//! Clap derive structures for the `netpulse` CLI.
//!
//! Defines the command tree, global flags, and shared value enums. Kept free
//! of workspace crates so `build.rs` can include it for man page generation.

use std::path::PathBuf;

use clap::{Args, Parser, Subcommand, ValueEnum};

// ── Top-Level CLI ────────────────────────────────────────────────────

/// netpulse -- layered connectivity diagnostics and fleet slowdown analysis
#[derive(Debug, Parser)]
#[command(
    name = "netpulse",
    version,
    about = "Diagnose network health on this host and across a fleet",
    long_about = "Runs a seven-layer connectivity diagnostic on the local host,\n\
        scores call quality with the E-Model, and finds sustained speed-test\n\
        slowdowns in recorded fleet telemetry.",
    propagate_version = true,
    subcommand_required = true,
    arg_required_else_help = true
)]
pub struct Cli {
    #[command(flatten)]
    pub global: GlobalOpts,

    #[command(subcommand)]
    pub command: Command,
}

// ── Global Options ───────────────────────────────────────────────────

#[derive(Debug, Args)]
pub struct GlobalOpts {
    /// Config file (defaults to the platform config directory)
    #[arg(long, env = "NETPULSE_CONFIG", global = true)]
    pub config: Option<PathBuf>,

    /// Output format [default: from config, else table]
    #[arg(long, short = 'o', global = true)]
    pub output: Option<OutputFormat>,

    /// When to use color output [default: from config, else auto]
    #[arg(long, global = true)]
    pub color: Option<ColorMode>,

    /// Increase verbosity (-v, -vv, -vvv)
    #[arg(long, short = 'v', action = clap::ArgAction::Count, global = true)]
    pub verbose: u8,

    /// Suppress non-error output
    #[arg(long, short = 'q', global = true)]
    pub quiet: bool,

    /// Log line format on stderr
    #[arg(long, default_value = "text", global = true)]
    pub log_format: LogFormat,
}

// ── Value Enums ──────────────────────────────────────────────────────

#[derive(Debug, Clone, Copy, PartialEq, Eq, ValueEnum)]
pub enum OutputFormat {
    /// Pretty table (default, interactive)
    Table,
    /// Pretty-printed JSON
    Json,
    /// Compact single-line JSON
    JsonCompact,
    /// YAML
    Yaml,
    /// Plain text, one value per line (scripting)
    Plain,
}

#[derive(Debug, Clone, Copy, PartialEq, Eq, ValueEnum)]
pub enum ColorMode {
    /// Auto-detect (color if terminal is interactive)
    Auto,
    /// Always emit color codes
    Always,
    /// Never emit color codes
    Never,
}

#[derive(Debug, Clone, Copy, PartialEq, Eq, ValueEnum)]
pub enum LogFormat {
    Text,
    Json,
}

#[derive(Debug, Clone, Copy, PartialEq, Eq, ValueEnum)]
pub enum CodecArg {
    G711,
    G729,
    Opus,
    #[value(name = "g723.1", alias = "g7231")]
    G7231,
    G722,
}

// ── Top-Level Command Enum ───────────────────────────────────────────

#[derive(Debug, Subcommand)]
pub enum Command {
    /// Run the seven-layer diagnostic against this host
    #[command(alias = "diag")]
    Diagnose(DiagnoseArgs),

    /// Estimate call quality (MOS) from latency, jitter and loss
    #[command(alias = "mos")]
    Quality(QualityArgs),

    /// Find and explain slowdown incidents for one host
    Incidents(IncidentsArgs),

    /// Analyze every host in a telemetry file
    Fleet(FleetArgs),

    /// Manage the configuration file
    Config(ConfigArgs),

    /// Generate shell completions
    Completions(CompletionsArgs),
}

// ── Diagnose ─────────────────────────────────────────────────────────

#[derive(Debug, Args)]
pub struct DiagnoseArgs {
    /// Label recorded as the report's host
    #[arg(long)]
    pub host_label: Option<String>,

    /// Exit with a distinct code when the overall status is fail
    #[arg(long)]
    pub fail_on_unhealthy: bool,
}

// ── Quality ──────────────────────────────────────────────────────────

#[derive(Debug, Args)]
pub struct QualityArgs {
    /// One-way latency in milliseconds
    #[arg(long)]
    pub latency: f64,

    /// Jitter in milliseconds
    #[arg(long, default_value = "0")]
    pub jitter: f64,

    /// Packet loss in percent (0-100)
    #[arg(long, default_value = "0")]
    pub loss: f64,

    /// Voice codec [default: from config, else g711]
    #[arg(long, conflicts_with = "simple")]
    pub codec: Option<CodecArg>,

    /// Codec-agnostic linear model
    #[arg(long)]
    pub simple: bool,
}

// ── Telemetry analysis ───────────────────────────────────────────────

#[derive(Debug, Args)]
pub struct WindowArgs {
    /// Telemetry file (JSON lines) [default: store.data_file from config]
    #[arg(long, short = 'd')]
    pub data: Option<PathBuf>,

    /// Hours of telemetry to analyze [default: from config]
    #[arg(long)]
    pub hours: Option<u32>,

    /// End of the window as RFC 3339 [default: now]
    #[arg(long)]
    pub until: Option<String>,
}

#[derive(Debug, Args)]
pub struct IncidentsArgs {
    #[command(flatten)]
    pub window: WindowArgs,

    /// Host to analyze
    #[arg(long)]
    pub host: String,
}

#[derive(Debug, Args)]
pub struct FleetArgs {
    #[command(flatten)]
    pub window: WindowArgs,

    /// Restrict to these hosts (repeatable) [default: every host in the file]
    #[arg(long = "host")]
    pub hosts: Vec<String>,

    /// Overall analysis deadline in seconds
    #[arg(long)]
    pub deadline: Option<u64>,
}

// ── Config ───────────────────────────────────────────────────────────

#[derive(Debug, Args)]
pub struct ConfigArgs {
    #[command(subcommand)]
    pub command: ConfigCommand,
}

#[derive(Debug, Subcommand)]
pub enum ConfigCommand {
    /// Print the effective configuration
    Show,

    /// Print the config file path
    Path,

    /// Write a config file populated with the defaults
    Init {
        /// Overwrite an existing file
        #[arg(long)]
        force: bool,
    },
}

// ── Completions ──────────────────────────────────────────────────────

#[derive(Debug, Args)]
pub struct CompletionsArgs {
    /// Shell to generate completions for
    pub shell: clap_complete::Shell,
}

● ● ● ● ●

### Task to complete
Your answer should be the full set of records, printed exactly.

### Answer for this exercise
//! Clap derive structures for the `netpulse` CLI.
//!
//! Defines the command tree, global flags, and shared value enums. Kept free
//! of workspace crates so `build.rs` can include it for man page generation.

use std::path::PathBuf;

use clap::{Args, Parser, Subcommand, ValueEnum};

// ── Top-Level CLI ────────────────────────────────────────────────────

/// netpulse -- layered connectivity diagnostics and fleet slowdown analysis
#[derive(Debug, Parser)]
#[command(
    name = "netpulse",
    version,
    about = "Diagnose network health on this host and across a fleet",
    long_about = "Runs a seven-layer connectivity diagnostic on the local host,\n\
        scores call quality with the E-Model, and finds sustained speed-test\n\
        slowdowns in recorded fleet telemetry.",
    propagate_version = true,
    subcommand_required = true,
    arg_required_else_help = true
)]
pub struct Cli {
    #[command(flatten)]
    pub global: GlobalOpts,

    #[command(subcommand)]
    pub command: Command,
}

// ── Global Options ───────────────────────────────────────────────────

#[derive(Debug, Args)]
pub struct GlobalOpts {
    /// Config file (defaults to the platform config directory)
    #[arg(long, env = "NETPULSE_CONFIG", global = true)]
    pub config: Option<PathBuf>,

    /// Output format [default: from config, else table]
    #[arg(long, short = 'o', global = true)]
    pub output: Option<OutputFormat>,

    /// When to use color output [default: from config, else auto]
    #[arg(long, global = true)]
    pub color: Option<ColorMode>,

    /// Increase verbosity (-v, -vv, -vvv)
    #[arg(long, short = 'v', action = clap::ArgAction::Count, global = true)]
    pub verbose: u8,

    /// Suppress non-error output
    #[arg(long, short = 'q', global = true)]
    pub quiet: bool,

    /// Log line format on stderr
    #[arg(long, default_value = "text", global = true)]
    pub log_format: LogFormat,
}

// ── Value Enums ──────────────────────────────────────────────────────

#[derive(Debug, Clone, Copy, PartialEq, Eq, ValueEnum)]
pub enum OutputFormat {
    /// Pretty table (default, interactive)
    Table,
    /// Pretty-printed JSON
    Json,
    /// Compact single-line JSON
    JsonCompact,
    /// YAML
    Yaml,
    /// Plain text, one value per line (scripting)
    Plain,
}

#[derive(Debug, Clone, Copy, PartialEq, Eq, ValueEnum)]
pub enum ColorMode {
    /// Auto-detect (color if terminal is interactive)
    Auto,
    /// Always emit color codes
    Always,
    /// Never emit color codes
    Never,
}

#[derive(Debug, Clone, Copy, PartialEq, Eq, ValueEnum)]
pub enum LogFormat {
    Text,
    Json,
}

#[derive(Debug, Clone, Copy, PartialEq, Eq, ValueEnum)]
pub enum CodecArg {
    G711,
    G729,
    Opus,
    #[value(name = "g723.1", alias = "g7231")]
    G7231,
    G722,
}

// ── Top-Level Command Enum ───────────────────────────────────────────

#[derive(Debug, Subcommand)]
pub enum Command {
    /// Run the seven-layer diagnostic against this host
    #[command(alias = "diag")]
    Diagnose(DiagnoseArgs),

    /// Estimate call quality (MOS) from latency, jitter and loss
    #[command(alias = "mos")]
    Quality(QualityArgs),

    /// Find and explain slowdown incidents for one host
    Incidents(IncidentsArgs),

    /// Analyze every host in a telemetry file
    Fleet(FleetArgs),

    /// Manage the configuration file
    Config(ConfigArgs),

    /// Generate shell completions
    Completions(CompletionsArgs),
}

// ── Diagnose ─────────────────────────────────────────────────────────

#[derive(Debug, Args)]
pub struct DiagnoseArgs {
    /// Label recorded as the report's host
    #[arg(long)]
    pub host_label: Option<String>,

    /// Exit with a distinct code when the overall status is fail
    #[arg(long)]
    pub fail_on_unhealthy: bool,
}

// ── Quality ──────────────────────────────────────────────────────────

#[derive(Debug, Args)]
pub struct QualityArgs {
    /// One-way latency in milliseconds
    #[arg(long)]
    pub latency: f64,

    /// Jitter in milliseconds
    #[arg(long, default_value = "0")]
    pub jitter: f64,

    /// Packet loss in percent (0-100)
    #[arg(long, default_value = "0")]
    pub loss: f64,

    /// Voice codec [default: from config, else g711]
    #[arg(long, conflicts_with = "simple")]
    pub codec: Option<CodecArg>,

    /// Codec-agnostic linear model
    #[arg(long)]
    pub simple: bool,
}

// ── Telemetry analysis ───────────────────────────────────────────────

#[derive(Debug, Args)]
pub struct WindowArgs {
    /// Telemetry file (JSON lines) [default: store.data_file from config]
    #[arg(long, short = 'd')]
    pub data: Option<PathBuf>,

    /// Hours of telemetry to analyze [default: from config]
    #[arg(long)]
    pub hours: Option<u32>,

    /// End of the window as RFC 3339 [default: now]
    #[arg(long)]
    pub until: Option<String>,
}

#[derive(Debug, Args)]
pub struct IncidentsArgs {
    #[command(flatten)]
    pub window: WindowArgs,

    /// Host to analyze
    #[arg(long)]
    pub host: String,
}

#[derive(Debug, Args)]
pub struct FleetArgs {
    #[command(flatten)]
    pub window: WindowArgs,

    /// Restrict to these hosts (repeatable) [default: every host in the file]
    #[arg(long = "host")]
    pub hosts: Vec<String>,

    /// Overall analysis deadline in seconds
    #[arg(long)]
    pub deadline: Option<u64>,
}

// ── Config ───────────────────────────────────────────────────────────

#[derive(Debug, Args)]
pub struct ConfigArgs {
    #[command(subcommand)]
    pub command: ConfigCommand,
}

#[derive(Debug, Subcommand)]
pub enum ConfigCommand {
    /// Print the effective configuration
    Show,

    /// Print the config file path
    Path,

    /// Write a config file populated with the defaults
    Init {
        /// Overwrite an existing file
        #[arg(long)]
        force: bool,
    },
}

// ── Completions ──────────────────────────────────────────────────────

#[derive(Debug, Args)]
pub struct CompletionsArgs {
    /// Shell to generate completions for
    pub shell: clap_complete::Shell,
}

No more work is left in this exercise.